Using the data below, return the stretch from the line that contains "filename engine/src/dictionary.rs" through the line that contains "impl Dictionary for", both included, exactly as it stands and nothing beyond it.

*** Opening of DATA RECORDS ***

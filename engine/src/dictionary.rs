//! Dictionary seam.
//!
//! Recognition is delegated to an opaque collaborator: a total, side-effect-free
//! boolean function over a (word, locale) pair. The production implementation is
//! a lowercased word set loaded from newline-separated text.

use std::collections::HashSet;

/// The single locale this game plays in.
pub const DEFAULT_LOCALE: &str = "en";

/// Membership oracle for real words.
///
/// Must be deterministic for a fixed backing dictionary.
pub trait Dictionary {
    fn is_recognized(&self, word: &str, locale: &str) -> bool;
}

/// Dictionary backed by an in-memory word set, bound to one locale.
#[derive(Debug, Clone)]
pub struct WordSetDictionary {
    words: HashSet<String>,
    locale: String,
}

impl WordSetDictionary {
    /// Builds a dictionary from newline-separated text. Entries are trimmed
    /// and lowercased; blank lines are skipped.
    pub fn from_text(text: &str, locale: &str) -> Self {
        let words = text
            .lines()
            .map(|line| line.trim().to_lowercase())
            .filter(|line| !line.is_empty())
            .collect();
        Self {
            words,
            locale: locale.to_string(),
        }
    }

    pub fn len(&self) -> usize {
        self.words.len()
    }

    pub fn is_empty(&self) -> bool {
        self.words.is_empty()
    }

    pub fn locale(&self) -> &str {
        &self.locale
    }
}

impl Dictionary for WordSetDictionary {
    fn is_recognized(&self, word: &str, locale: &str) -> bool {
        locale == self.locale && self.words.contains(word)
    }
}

*** Close of DATA RECORDS ***
*** Opening of DATA RECORDS ***

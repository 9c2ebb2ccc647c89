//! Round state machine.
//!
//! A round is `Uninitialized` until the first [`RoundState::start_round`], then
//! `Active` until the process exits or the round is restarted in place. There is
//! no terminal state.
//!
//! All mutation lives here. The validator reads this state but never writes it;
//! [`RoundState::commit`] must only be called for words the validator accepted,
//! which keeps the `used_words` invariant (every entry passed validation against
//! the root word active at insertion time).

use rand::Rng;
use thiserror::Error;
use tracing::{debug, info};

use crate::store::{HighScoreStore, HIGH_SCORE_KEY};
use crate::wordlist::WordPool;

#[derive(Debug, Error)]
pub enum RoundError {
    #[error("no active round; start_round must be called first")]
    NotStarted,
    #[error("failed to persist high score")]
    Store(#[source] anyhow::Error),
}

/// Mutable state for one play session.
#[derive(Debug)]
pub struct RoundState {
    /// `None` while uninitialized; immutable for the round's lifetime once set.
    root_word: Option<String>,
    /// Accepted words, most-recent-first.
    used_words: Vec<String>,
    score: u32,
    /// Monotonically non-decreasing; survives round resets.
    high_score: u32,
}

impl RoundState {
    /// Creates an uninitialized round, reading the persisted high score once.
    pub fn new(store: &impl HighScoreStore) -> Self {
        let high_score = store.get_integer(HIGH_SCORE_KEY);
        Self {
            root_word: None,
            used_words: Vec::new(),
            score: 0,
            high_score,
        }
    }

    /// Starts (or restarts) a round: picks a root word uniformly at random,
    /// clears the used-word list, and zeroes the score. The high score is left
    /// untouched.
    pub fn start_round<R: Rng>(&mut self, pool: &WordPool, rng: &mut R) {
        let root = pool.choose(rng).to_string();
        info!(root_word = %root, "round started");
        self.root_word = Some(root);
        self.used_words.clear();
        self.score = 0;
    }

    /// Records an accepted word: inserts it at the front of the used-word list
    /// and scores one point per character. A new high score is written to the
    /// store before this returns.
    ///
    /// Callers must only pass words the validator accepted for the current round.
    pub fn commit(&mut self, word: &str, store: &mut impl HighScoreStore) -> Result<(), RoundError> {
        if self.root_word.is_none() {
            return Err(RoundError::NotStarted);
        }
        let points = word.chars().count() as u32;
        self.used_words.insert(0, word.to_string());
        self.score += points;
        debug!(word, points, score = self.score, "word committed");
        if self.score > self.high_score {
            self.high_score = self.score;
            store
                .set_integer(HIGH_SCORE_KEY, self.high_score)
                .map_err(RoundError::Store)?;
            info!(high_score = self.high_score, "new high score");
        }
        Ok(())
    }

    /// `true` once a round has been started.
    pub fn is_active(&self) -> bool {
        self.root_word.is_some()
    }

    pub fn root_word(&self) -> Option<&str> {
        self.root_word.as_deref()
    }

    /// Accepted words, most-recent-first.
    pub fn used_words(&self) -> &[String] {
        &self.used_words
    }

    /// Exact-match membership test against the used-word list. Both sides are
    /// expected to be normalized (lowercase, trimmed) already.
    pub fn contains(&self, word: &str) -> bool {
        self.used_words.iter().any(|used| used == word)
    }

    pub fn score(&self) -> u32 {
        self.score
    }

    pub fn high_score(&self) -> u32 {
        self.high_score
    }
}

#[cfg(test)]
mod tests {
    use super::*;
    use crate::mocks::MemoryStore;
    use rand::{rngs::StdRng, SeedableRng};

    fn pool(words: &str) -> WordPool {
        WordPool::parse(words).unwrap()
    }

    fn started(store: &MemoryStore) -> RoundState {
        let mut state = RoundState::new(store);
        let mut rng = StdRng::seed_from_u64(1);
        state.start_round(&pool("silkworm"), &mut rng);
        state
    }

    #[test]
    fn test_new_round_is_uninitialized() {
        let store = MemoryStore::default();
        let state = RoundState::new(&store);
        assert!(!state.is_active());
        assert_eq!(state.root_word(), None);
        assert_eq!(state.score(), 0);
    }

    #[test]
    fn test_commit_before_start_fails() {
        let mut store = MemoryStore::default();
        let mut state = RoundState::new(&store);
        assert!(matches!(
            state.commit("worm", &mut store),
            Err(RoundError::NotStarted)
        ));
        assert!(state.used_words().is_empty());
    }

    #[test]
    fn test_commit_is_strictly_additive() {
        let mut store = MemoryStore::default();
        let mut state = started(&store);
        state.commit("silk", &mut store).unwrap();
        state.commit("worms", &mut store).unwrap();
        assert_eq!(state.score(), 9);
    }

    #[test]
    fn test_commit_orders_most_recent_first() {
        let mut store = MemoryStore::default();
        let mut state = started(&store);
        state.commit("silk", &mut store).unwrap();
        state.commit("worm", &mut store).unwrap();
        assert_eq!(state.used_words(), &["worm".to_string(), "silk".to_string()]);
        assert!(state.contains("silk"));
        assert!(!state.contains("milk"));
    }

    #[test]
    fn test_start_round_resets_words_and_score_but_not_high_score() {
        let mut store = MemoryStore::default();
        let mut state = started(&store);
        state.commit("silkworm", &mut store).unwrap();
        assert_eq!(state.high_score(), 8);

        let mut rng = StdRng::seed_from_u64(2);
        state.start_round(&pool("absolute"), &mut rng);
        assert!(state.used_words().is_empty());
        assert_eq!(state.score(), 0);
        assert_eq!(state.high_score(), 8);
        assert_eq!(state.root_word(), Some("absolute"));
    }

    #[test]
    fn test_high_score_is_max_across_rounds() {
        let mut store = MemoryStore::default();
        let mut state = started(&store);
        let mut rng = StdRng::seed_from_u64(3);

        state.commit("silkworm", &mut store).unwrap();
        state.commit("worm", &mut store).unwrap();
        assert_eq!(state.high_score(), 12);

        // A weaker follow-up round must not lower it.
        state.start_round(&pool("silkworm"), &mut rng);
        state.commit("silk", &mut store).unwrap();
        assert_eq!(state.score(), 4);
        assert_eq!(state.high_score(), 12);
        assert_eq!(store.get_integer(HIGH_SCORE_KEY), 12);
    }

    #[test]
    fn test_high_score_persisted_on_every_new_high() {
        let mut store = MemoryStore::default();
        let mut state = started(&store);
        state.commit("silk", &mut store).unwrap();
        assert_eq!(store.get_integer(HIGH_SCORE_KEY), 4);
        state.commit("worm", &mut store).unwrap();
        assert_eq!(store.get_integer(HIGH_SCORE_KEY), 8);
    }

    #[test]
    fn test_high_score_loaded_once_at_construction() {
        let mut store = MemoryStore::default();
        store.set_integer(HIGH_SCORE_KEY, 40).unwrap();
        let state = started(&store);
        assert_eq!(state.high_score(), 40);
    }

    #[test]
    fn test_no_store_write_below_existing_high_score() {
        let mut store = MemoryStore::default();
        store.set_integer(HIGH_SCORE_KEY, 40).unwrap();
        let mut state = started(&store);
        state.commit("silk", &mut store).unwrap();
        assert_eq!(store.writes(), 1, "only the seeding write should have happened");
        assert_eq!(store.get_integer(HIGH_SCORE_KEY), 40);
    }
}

*** Close of DATA RECORDS ***
*** Opening of DATA RECORDS ***

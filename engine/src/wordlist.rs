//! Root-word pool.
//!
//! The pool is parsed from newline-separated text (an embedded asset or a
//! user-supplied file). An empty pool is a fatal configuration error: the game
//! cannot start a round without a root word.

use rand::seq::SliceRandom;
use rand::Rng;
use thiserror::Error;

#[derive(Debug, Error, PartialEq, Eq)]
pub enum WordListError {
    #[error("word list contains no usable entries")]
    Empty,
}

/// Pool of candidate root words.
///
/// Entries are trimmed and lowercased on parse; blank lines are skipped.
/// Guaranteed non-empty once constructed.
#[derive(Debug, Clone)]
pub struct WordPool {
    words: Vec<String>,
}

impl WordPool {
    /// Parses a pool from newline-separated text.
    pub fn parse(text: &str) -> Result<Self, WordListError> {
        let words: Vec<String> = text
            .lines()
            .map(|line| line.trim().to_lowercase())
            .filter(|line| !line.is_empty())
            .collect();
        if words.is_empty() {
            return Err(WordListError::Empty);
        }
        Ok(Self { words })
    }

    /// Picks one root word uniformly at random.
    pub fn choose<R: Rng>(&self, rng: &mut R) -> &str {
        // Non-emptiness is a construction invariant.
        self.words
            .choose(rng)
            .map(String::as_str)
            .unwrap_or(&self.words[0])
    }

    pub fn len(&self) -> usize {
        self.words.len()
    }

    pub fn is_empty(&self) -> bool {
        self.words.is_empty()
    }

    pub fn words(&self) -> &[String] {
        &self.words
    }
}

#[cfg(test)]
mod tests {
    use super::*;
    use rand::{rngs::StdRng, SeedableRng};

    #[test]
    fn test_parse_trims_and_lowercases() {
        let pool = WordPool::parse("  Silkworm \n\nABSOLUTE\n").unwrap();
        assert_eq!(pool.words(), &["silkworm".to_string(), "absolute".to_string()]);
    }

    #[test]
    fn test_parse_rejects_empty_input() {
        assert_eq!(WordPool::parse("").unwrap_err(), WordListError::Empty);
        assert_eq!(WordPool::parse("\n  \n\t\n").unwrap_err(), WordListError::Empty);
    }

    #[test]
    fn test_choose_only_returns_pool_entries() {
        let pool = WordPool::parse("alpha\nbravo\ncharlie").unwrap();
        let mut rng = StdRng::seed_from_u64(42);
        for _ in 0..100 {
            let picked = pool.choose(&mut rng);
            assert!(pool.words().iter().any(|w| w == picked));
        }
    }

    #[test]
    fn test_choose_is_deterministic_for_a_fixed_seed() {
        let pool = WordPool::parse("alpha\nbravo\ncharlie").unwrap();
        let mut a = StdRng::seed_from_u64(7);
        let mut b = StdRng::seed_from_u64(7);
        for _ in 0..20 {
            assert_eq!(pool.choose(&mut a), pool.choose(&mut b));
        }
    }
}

*** Close of DATA RECORDS ***

YOUR SOLUTION:
filename engine/src/dictionary.rs
//! Dictionary seam.
//!
//! Recognition is delegated to an opaque collaborator: a total, side-effect-free
//! boolean function over a (word, locale) pair. The production implementation is
//! a lowercased word set loaded from newline-separated text.

use std::collections::HashSet;

/// The single locale this game plays in.
pub const DEFAULT_LOCALE: &str = "en";

/// Membership oracle for real words.
///
/// Must be deterministic for a fixed backing dictionary.
pub trait Dictionary {
    fn is_recognized(&self, word: &str, locale: &str) -> bool;
}

/// Dictionary backed by an in-memory word set, bound to one locale.
#[derive(Debug, Clone)]
pub struct WordSetDictionary {
    words: HashSet<String>,
    locale: String,
}

impl WordSetDictionary {
    /// Builds a dictionary from newline-separated text. Entries are trimmed
    /// and lowercased; blank lines are skipped.
    pub fn from_text(text: &str, locale: &str) -> Self {
        let words = text
            .lines()
            .map(|line| line.trim().to_lowercase())
            .filter(|line| !line.is_empty())
            .collect();
        Self {
            words,
            locale: locale.to_string(),
        }
    }

    pub fn len(&self) -> usize {
        self.words.len()
    }

    pub fn is_empty(&self) -> bool {
        self.words.is_empty()
    }

    pub fn locale(&self) -> &str {
        &self.locale
    }
}

impl Dictionary for WordSetDictionary {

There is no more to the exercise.